**Source information**
==========

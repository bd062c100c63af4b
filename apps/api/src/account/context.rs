use chrono::{DateTime, Utc};
use serde::Serialize;

use crate::account::plans::{BillingPeriod, PlanTier};

/// Per-session account state. Lives exactly as long as the session that owns it.
/// Cosmetic only: nothing in generation reads it.
#[derive(Debug, Clone, Default, PartialEq, Serialize)]
#[serde(rename_all = "camelCase")]
pub struct AccountContext {
    pub plan: Option<PlanTier>,
    pub billing: Option<BillingPeriod>,
    pub activated_at: Option<DateTime<Utc>>,
}

impl AccountContext {
    pub fn is_premium(&self) -> bool {
        self.plan.is_some()
    }

    /// Replaces any previous plan.
    pub fn activate(&mut self, plan: PlanTier, billing: BillingPeriod) {
        self.plan = Some(plan);
        self.billing = Some(billing);
        self.activated_at = Some(Utc::now());
    }
}
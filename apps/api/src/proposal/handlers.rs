//! Axum route handlers for the Proposal API.

use axum::{extract::State, Json};
use serde::Serialize;

use crate::errors::AppError;
use crate::extract::ApiJson;
use crate::proposal::models::{
    LengthLabel, Platform, ProposalRequest, ProposalResponse, Tone, DEFAULT_TARGET_LENGTH,
    MAX_TARGET_LENGTH, MIN_TARGET_LENGTH, TARGET_LENGTH_STEP,
};
use crate::proposal::synthesizer::SUPPORTED_DOMAINS;
use crate::state::AppState;

#[derive(Debug, Serialize)]
#[serde(rename_all = "camelCase")]
pub struct LengthRange {
    pub min: u32,
    pub max: u32,
    pub step: u32,
    pub default: u32,
}

#[derive(Debug, Serialize)]
#[serde(rename_all = "camelCase")]
pub struct LengthOption {
    pub words: u32,
    pub label: LengthLabel,
}

#[derive(Debug, Serialize)]
#[serde(rename_all = "camelCase")]
pub struct ProposalOptionsResponse {
    pub tones: Vec<Tone>,
    pub platforms: Vec<Platform>,
    pub supported_domains: Vec<&'static str>,
    pub length: LengthRange,
    pub length_options: Vec<LengthOption>,
}

/// POST /api/v1/proposals
///
/// One-shot generation: validates, calls the configured backend and returns the text.
/// Unsupported job URLs come back as 400 with the user-facing message.
pub async fn handle_generate_proposal(
    State(state): State<AppState>,
    ApiJson(request): ApiJson<ProposalRequest>,
) -> Result<Json<ProposalResponse>, AppError> {
    request.validate()?;

    let proposal_text = state.backend.generate(&request).await?;

    Ok(Json(ProposalResponse {
        proposal_text,
        length_label: request.length_label(),
    }))
}

/// GET /api/v1/proposals/options
///
/// Everything a form needs to render its selectors.
pub async fn handle_proposal_options() -> Json<ProposalOptionsResponse> {
    let length_options = (MIN_TARGET_LENGTH..=MAX_TARGET_LENGTH)
        .step_by(TARGET_LENGTH_STEP as usize)
        .map(|words| LengthOption {
            words,
            label: LengthLabel::for_length(words),
        })
        .collect();

    Json(ProposalOptionsResponse {
        tones: Tone::SELECTABLE.to_vec(),
        platforms: Platform::selectable(),
        supported_domains: SUPPORTED_DOMAINS.to_vec(),
        length: LengthRange {
            min: MIN_TARGET_LENGTH,
            max: MAX_TARGET_LENGTH,
            step: TARGET_LENGTH_STEP,
            default: DEFAULT_TARGET_LENGTH,
        },
        length_options,
    })
}
pub mod health;

use anyhow::{Context, Result};
use axum::{
    http::HeaderValue,
    routing::{get, post, put},
    Router,
};
use tower_http::cors::{AllowOrigin, Any, CorsLayer};

use crate::account::handlers as account;
use crate::config::Config;
use crate::proposal::handlers as proposal;
use crate::session::handlers as session;
use crate::state::AppState;

pub fn build_router(state: AppState) -> Router {
    Router::new()
        .route("/health", get(health::health_handler))
        // Proposal API
        .route("/api/v1/proposals", post(proposal::handle_generate_proposal))
        .route(
            "/api/v1/proposals/options",
            get(proposal::handle_proposal_options),
        )
        // Plans
        .route("/api/v1/plans", get(account::handle_list_plans))
        // Session API
        .route("/api/v1/sessions", post(session::handle_create_session))
        .route(
            "/api/v1/sessions/:id",
            get(session::handle_get_session).delete(session::handle_delete_session),
        )
        .route(
            "/api/v1/sessions/:id/generate",
            post(session::handle_start_generation),
        )
        .route(
            "/api/v1/sessions/:id/proposal",
            put(session::handle_edit_proposal),
        )
        .route(
            "/api/v1/sessions/:id/reset",
            post(session::handle_reset_session),
        )
        .route(
            "/api/v1/sessions/:id/checkout",
            post(account::handle_checkout),
        )
        .with_state(state)
}

/// Permissive when no origins are configured, otherwise limited to the listed ones.
pub fn cors_layer(config: &Config) -> Result<CorsLayer> {
    if config.cors_allowed_origins.is_empty() {
        return Ok(CorsLayer::permissive());
    }

    let origins = config
        .cors_allowed_origins
        .iter()
        .map(|origin| {
            origin
                .parse::<HeaderValue>()
                .with_context(|| format!("Invalid CORS origin '{origin}'"))
        })
        .collect::<Result<Vec<_>>>()?;

    Ok(CorsLayer::new()
        .allow_origin(AllowOrigin::list(origins))
        .allow_methods(Any)
        .allow_headers(Any))
}
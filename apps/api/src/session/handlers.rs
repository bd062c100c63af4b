//! Axum route handlers for the Session API.

use axum::{
    extract::{Path, State},
    http::StatusCode,
    Json,
};
use serde::Deserialize;
use uuid::Uuid;

use crate::errors::AppError;
use crate::extract::ApiJson;
use crate::proposal::models::ProposalRequest;
use crate::session::store::SessionView;
use crate::state::AppState;

#[derive(Debug, Deserialize)]
#[serde(rename_all = "camelCase")]
pub struct EditProposalRequest {
    pub proposal_text: String,
}

/// POST /api/v1/sessions
pub async fn handle_create_session(
    State(state): State<AppState>,
) -> (StatusCode, Json<SessionView>) {
    let session = state.sessions.create().await;
    (StatusCode::CREATED, Json(session.view().await))
}

/// GET /api/v1/sessions/:id
pub async fn handle_get_session(
    State(state): State<AppState>,
    Path(session_id): Path<Uuid>,
) -> Result<Json<SessionView>, AppError> {
    let session = state.sessions.get(session_id).await?;
    Ok(Json(session.view().await))
}

/// DELETE /api/v1/sessions/:id
pub async fn handle_delete_session(
    State(state): State<AppState>,
    Path(session_id): Path<Uuid>,
) -> Result<StatusCode, AppError> {
    state.sessions.remove(session_id).await?;
    Ok(StatusCode::NO_CONTENT)
}

/// POST /api/v1/sessions/:id/generate
///
/// Kicks off generation and returns immediately with the session in `generating`.
/// Poll GET /api/v1/sessions/:id for the outcome.
pub async fn handle_start_generation(
    State(state): State<AppState>,
    Path(session_id): Path<Uuid>,
    ApiJson(request): ApiJson<ProposalRequest>,
) -> Result<(StatusCode, Json<SessionView>), AppError> {
    request.validate()?;

    let session = state.sessions.get(session_id).await?;
    // Settlement is observed through the session state, not the handle.
    drop(session.generation.start(request).await);

    Ok((StatusCode::ACCEPTED, Json(session.view().await)))
}

/// PUT /api/v1/sessions/:id/proposal
pub async fn handle_edit_proposal(
    State(state): State<AppState>,
    Path(session_id): Path<Uuid>,
    ApiJson(request): ApiJson<EditProposalRequest>,
) -> Result<Json<SessionView>, AppError> {
    let session = state.sessions.get(session_id).await?;
    session.generation.edit(request.proposal_text).await?;
    Ok(Json(session.view().await))
}

/// POST /api/v1/sessions/:id/reset
pub async fn handle_reset_session(
    State(state): State<AppState>,
    Path(session_id): Path<Uuid>,
) -> Result<Json<SessionView>, AppError> {
    let session = state.sessions.get(session_id).await?;
    session.generation.reset().await;
    Ok(Json(session.view().await))
}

==========

**Work to be completed**
Transcribe all entries exactly as they appear above.

**Task output**
repository bd062c100c63af4b
filename apps/api/src/account/context.rs
use chrono::{DateTime, Utc};
use serde::Serialize;

use crate::account::plans::{BillingPeriod, PlanTier};

/// Per-session account state. Lives exactly as long as the session that owns it.
/// Cosmetic only: nothing in generation reads it.
#[derive(Debug, Clone, Default, PartialEq, Serialize)]
#[serde(rename_all = "camelCase")]
pub struct AccountContext {
    pub plan: Option<PlanTier>,
    pub billing: Option<BillingPeriod>,
    pub activated_at: Option<DateTime<Utc>>,
}

impl AccountContext {
    pub fn is_premium(&self) -> bool {
        self.plan.is_some()
    }

    /// Replaces any previous plan.
    pub fn activate(&mut self, plan: PlanTier, billing: BillingPeriod) {
        self.plan = Some(plan);
        self.billing = Some(billing);
        self.activated_at = Some(Utc::now());
    }
}
filename apps/api/src/proposal/handlers.rs
//! Axum route handlers for the Proposal API.

use axum::{extract::State, Json};
use serde::Serialize;

use crate::errors::AppError;
use crate::extract::ApiJson;
use crate::proposal::models::{
    LengthLabel, Platform, ProposalRequest, ProposalResponse, Tone, DEFAULT_TARGET_LENGTH,
    MAX_TARGET_LENGTH, MIN_TARGET_LENGTH, TARGET_LENGTH_STEP,
};
use crate::proposal::synthesizer::SUPPORTED_DOMAINS;
use crate::state::AppState;

#[derive(Debug, Serialize)]
#[serde(rename_all = "camelCase")]
pub struct LengthRange {
    pub min: u32,
    pub max: u32,
    pub step: u32,
    pub default: u32,
}

#[derive(Debug, Serialize)]
#[serde(rename_all = "camelCase")]
pub struct LengthOption {
    pub words: u32,
    pub label: LengthLabel,
}

#[derive(Debug, Serialize)]
#[serde(rename_all = "camelCase")]
pub struct ProposalOptionsResponse {
    pub tones: Vec<Tone>,
    pub platforms: Vec<Platform>,
    pub supported_domains: Vec<&'static str>,
    pub length: LengthRange,
    pub length_options: Vec<LengthOption>,
}

/// POST /api/v1/proposals
///
/// One-shot generation: validates, calls the configured backend and returns the text.
/// Unsupported job URLs come back as 400 with the user-facing message.
pub async fn handle_generate_proposal(
    State(state): State<AppState>,
    ApiJson(request): ApiJson<ProposalRequest>,
) -> Result<Json<ProposalResponse>, AppError> {
    request.validate()?;

    let proposal_text = state.backend.generate(&request).await?;

    Ok(Json(ProposalResponse {
        proposal_text,
        length_label: request.length_label(),
    }))
}

/// GET /api/v1/proposals/options
///
/// Everything a form needs to render its selectors.
pub async fn handle_proposal_options() -> Json<ProposalOptionsResponse> {
    let length_options = (MIN_TARGET_LENGTH..=MAX_TARGET_LENGTH)
        .step_by(TARGET_LENGTH_STEP as usize)
        .map(|words| LengthOption {
            words,
            label: LengthLabel::for_length(words),
        })
        .collect();

    Json(ProposalOptionsResponse {
        tones: Tone::SELECTABLE.to_vec(),
        platforms: Platform::selectable(),
        supported_domains: SUPPORTED_DOMAINS.to_vec(),
        length: LengthRange {
            min: MIN_TARGET_LENGTH,
            max: MAX_TARGET_LENGTH,
            step: TARGET_LENGTH_STEP,
            default: DEFAULT_TARGET_LENGTH,
        },
        length_options,
    })
}
pub mod health;

use anyhow::{Context, Result};
use axum::{
    http::HeaderValue,
    routing::{get, post, put},
    Router,
};
use tower_http::cors::{AllowOrigin, Any, CorsLayer};

use crate::account::handlers as account;
use crate::config::Config;
use crate::proposal::handlers as proposal;
use crate::session::handlers as session;
use crate::state::AppState;

pub fn build_router(state: AppState) -> Router {
    Router::new()
        .route("/health", get(health::health_handler))
        // Proposal API
        .route("/api/v1/proposals", post(proposal::handle_generate_proposal))
        .route(
            "/api/v1/proposals/options",
            get(proposal::handle_proposal_options),
        )
        // Plans
        .route("/api/v1/plans", get(account::handle_list_plans))
        // Session API
        .route("/api/v1/sessions", post(session::handle_create_session))
        .route(
            "/api/v1/sessions/:id",
            get(session::handle_get_session).delete(session::handle_delete_session),
        )
        .route(
            "/api/v1/sessions/:id/generate",
            post(session::handle_start_generation),
        )
        .route(
            "/api/v1/sessions/:id/proposal",
            put(session::handle_edit_proposal),
        )
        .route(
            "/api/v1/sessions/:id/reset",
            post(session::handle_reset_session),
        )
        .route(
            "/api/v1/sessions/:id/checkout",
            post(account::handle_checkout),
        )
        .with_state(state)
}

/// Permissive when no origins are configured, otherwise limited to the listed ones.
pub fn cors_layer(config: &Config) -> Result<CorsLayer> {
    if config.cors_allowed_origins.is_empty() {
        return Ok(CorsLayer::permissive());
    }

    let origins = config
        .cors_allowed_origins
        .iter()
        .map(|origin| {
            origin
                .parse::<HeaderValue>()
                .with_context(|| format!("Invalid CORS origin '{origin}'"))
        })
        .collect::<Result<Vec<_>>>()?;

    Ok(CorsLayer::new()
        .allow_origin(AllowOrigin::list(origins))
        .allow_methods(Any)
        .allow_headers(Any))
}
filename apps/api/src/session/handlers.rs
repository bd062c100c63af4b
//! Axum route handlers for the Session API.

use axum::{
    extract::{Path, State},
    http::StatusCode,
    Json,
};
use serde::Deserialize;
use uuid::Uuid;

use crate::errors::AppError;
use crate::extract::ApiJson;
use crate::proposal::models::ProposalRequest;
use crate::session::store::SessionView;
use crate::state::AppState;

#[derive(Debug, Deserialize)]
#[serde(rename_all = "camelCase")]
pub struct EditProposalRequest {
    pub proposal_text: String,
}

/// POST /api/v1/sessions
pub async fn handle_create_session(
    State(state): State<AppState>,
) -> (StatusCode, Json<SessionView>) {
    let session = state.sessions.create().await;
    (StatusCode::CREATED, Json(session.view().await))
}

/// GET /api/v1/sessions/:id
pub async fn handle_get_session(
    State(state): State<AppState>,
    Path(session_id): Path<Uuid>,
) -> Result<Json<SessionView>, AppError> {
    let session = state.sessions.get(session_id).await?;
    Ok(Json(session.view().await))
}

/// DELETE /api/v1/sessions/:id
pub async fn handle_delete_session(
    State(state): State<AppState>,
    Path(session_id): Path<Uuid>,
) -> Result<StatusCode, AppError> {
    state.sessions.remove(session_id).await?;
    Ok(StatusCode::NO_CONTENT)
}

/// POST /api/v1/sessions/:id/generate
///
/// Kicks off generation and returns immediately with the session in `generating`.
/// Poll GET /api/v1/sessions/:id for the outcome.
pub async fn handle_start_generation(
    State(state): State<AppState>,
    Path(session_id): Path<Uuid>,
    ApiJson(request): ApiJson<ProposalRequest>,
) -> Result<(StatusCode, Json<SessionView>), AppError> {
    request.validate()?;

    let session = state.sessions.get(session_id).await?;
    // Settlement is observed through the session state, not the handle.
    drop(session.generation.start(request).await);

    Ok((StatusCode::ACCEPTED, Json(session.view().await)))
}

/// PUT /api/v1/sessions/:id/proposal
pub async fn handle_edit_proposal(
    State(state): State<AppState>,
    Path(session_id): Path<Uuid>,
    ApiJson(request): ApiJson<EditProposalRequest>,
) -> Result<Json<SessionView>, AppError> {
    let session = state.sessions.get(session_id).await?;
    session.generation.edit(request.proposal_text).await?;
    Ok(Json(session.view().await))
}

/// POST /api/v1/sessions/:id/reset
pub async fn handle_reset_session(
    State(state): State<AppState>,
    Path(session_id): Path<Uuid>,
) -> Result<Json<SessionView>, AppError> {
    let session = state.sessions.get(session_id).await?;
    session.generation.reset().await;
    Ok(Json(session.view().await))
}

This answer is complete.